Minutes from the Bank of England’s influential Financial Policy
Committee promises that the Bank will “monitor developments closely” in the buy
to let sector as a result of an increase in the number of interest-only
mortgages being agreed.
Earlier this year our sister publication Estate Agent Today reported
that the FPC announced it would assume powers to set limits on debt-to-income
ratios and loan-to-value ratios for mortgages as well as a so-called ‘leverage
ratio framework’ for banks.
Until now the FPC could recommend these - but not enforce them.

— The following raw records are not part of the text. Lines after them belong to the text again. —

//! Cryptographically secure random generation, used wherever the original
//! toolkit read from `/dev/urandom`.

use crate::error::Result;

/// Fills `buf` with random bytes from the OS entropy source.
///
/// # Errors
/// Returns [`crate::error::HalfloopError::NetworkError`] if the entropy
/// source cannot be read.
pub fn random_bytes(buf: &mut [u8]) -> Result<()> {
    getrandom::getrandom(buf)?;
    Ok(())
}

/// Draws a random `u32`.
///
/// # Errors
/// Returns [`crate::error::HalfloopError::NetworkError`] if the entropy
/// source cannot be read.
pub fn random_u32() -> Result<u32> {
    let mut buf = [0u8; 4];
    random_bytes(&mut buf)?;
    Ok(u32::from_ne_bytes(buf))
}

/// Draws a random `u64`.
///
/// # Errors
/// Returns [`crate::error::HalfloopError::NetworkError`] if the entropy
/// source cannot be read.
pub fn random_u64() -> Result<u64> {
    let mut buf = [0u8; 8];
    random_bytes(&mut buf)?;
    Ok(u64::from_ne_bytes(buf))
}

/// Draws a random `u128`.
///
/// # Errors
/// Returns [`crate::error::HalfloopError::NetworkError`] if the entropy
/// source cannot be read.
pub fn random_u128() -> Result<u128> {
    let mut buf = [0u8; 16];
    random_bytes(&mut buf)?;
    Ok(u128::from_ne_bytes(buf))
}

/// Draws a random non-zero `u8`, retrying on zero.
///
/// # Errors
/// Returns [`crate::error::HalfloopError::NetworkError`] if the entropy
/// source cannot be read.
pub fn random_nonzero_u8() -> Result<u8> {
    loop {
        let mut buf = [0u8; 1];
        random_bytes(&mut buf)?;
        if buf[0] != 0 {
            return Ok(buf[0]);
        }
    }
}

Now the Bank’s minutes suggest that it is concerned that while overall
mortgage lending is slightly down on the trend seen over the past two years,
lending in the form of buy to let mortgages is rising.
Last week the Council of Mortgage Lenders announced that loans in
January to first time buyers were down 27 per cent on December and 14 per cent
on a year earlier, while mortgages for existing owners moving home were also
down a whopping 24 per cent lower than December and 17 per cent year-on-year.
But the 18,200 buy-to-let loans in January represented a six per cent rise on
the previous month and was 12 per cent up on the same month in 2014.
Shortly before MPs met for the last time in the current parliament, the
government announced that it would consult early in the new parliament on the
FPC’s recommendations for it to have new powers over the buy to let market
“with a view to building an in-depth evidence base on how the operation of the
UK buy-to-let housing market may carry risks to financial stability.”